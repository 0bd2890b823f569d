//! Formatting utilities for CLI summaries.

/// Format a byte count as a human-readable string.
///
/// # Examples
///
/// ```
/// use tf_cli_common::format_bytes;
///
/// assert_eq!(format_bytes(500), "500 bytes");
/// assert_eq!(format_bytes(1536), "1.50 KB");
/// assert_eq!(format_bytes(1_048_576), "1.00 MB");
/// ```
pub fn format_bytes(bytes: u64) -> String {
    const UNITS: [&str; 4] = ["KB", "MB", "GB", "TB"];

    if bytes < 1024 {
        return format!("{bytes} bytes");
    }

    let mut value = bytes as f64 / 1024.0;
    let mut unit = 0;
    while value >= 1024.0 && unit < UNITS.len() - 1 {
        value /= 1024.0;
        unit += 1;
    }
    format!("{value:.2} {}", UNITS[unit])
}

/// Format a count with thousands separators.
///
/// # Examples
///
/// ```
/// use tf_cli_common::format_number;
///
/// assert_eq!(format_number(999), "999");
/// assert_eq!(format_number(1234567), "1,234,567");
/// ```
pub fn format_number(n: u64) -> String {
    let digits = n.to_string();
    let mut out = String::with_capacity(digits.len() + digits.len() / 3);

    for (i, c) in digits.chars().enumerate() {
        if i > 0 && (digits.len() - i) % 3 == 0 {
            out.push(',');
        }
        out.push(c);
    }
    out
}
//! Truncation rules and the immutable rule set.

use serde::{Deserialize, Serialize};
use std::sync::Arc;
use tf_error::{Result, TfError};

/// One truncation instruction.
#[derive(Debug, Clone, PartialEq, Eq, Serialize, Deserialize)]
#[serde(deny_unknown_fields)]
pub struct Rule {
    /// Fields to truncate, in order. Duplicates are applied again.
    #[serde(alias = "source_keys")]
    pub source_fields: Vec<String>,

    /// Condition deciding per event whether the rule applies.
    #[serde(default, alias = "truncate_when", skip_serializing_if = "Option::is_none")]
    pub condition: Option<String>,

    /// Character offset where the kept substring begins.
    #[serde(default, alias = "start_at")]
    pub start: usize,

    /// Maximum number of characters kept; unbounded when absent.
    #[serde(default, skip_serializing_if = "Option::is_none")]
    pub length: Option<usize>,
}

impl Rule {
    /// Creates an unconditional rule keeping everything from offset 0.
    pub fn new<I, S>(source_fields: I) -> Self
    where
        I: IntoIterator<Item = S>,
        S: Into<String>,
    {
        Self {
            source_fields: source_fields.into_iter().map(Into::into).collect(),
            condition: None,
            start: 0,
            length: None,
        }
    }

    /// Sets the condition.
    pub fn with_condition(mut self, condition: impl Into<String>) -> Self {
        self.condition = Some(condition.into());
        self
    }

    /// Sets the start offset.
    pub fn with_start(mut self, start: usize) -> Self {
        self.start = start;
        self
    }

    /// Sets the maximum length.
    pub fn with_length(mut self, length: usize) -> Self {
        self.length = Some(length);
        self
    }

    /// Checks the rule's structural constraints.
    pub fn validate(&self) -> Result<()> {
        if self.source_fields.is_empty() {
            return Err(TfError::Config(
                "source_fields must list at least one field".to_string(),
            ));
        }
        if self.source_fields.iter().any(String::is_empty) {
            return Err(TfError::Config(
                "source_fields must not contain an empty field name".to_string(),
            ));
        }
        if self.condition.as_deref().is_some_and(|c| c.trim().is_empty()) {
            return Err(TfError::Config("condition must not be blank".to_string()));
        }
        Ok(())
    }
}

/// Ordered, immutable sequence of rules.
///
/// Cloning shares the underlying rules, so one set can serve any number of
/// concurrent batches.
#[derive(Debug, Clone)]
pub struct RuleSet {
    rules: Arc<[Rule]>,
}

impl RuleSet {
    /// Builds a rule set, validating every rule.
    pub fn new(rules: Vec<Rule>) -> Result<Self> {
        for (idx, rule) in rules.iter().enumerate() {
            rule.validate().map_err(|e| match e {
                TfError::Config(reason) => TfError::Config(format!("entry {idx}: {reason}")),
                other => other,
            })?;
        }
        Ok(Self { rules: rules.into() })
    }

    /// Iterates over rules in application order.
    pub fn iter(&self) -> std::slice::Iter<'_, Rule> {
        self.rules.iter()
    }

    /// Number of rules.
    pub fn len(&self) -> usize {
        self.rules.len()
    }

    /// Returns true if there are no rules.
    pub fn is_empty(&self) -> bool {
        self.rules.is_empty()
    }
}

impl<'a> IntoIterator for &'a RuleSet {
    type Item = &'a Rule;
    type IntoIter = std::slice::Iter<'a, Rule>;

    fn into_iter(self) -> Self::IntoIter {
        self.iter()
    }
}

--

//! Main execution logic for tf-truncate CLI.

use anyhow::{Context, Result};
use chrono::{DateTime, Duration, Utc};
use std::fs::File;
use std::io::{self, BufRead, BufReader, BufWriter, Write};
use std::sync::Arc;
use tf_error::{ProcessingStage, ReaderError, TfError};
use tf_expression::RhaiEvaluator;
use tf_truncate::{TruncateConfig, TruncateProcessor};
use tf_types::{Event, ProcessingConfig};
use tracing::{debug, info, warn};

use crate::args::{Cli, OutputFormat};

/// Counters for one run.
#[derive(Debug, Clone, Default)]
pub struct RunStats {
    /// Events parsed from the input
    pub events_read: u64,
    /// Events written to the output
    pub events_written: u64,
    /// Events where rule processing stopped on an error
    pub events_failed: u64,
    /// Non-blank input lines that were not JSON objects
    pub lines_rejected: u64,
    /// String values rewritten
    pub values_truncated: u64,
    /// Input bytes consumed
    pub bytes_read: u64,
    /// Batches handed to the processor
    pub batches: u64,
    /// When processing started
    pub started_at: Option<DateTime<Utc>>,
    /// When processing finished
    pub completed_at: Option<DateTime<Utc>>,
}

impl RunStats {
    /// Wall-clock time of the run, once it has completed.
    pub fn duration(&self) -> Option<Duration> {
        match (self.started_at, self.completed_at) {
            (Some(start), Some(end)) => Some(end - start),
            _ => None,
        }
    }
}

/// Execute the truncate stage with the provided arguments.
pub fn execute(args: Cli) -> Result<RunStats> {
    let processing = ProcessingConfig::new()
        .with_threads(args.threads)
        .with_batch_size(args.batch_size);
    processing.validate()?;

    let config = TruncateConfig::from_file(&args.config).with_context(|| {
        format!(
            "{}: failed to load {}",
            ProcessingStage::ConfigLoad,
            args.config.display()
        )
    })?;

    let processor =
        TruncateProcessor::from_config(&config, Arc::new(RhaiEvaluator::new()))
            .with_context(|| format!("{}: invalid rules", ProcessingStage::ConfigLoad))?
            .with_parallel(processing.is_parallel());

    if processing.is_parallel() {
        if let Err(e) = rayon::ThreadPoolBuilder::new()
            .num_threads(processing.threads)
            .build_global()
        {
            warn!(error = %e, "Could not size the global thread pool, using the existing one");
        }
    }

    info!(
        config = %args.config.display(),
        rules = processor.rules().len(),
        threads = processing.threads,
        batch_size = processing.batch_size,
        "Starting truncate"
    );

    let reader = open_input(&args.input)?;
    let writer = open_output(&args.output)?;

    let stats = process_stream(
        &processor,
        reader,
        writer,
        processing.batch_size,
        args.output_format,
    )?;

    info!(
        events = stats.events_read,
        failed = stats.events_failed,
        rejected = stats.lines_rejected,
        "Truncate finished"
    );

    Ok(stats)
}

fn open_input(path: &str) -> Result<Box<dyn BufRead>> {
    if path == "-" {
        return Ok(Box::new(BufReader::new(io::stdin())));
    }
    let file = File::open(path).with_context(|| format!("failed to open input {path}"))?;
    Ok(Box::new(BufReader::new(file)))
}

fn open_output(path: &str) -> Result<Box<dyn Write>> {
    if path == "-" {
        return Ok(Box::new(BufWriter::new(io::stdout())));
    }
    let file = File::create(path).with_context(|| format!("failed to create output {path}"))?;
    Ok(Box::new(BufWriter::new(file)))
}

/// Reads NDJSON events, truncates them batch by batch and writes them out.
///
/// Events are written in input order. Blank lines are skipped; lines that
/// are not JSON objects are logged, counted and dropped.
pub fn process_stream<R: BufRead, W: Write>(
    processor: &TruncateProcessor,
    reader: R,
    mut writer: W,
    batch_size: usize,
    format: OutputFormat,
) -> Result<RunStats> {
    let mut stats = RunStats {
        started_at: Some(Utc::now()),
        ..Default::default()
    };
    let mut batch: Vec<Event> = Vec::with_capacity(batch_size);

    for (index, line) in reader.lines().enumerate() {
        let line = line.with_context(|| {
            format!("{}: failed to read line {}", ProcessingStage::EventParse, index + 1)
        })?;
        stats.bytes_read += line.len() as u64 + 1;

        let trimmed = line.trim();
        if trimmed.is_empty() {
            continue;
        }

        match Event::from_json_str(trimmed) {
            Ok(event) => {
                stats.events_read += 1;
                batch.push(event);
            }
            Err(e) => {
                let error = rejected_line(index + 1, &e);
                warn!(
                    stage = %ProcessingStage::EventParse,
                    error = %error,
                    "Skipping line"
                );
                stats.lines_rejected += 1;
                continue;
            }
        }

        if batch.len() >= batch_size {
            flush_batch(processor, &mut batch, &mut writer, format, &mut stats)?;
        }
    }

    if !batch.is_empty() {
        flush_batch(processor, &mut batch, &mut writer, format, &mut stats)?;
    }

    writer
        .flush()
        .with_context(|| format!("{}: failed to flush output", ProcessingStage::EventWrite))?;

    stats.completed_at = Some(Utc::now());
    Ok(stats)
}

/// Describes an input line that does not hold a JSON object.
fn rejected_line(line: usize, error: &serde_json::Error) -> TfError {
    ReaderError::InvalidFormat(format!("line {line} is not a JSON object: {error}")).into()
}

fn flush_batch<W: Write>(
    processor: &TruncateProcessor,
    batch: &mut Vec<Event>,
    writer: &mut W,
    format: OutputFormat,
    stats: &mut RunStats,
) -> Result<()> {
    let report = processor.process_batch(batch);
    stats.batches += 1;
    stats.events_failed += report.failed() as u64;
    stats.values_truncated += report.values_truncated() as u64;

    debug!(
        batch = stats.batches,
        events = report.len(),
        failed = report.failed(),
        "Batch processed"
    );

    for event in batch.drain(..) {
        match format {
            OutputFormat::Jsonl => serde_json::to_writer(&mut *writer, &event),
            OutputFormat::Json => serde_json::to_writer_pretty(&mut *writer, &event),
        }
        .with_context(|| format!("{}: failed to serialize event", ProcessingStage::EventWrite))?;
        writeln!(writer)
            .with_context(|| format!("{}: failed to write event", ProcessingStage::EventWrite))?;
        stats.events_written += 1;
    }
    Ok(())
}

» Task goal:
Whenever a line holds "UNITS", it counts; state the total for the records and add nothing.

» Written solution:
3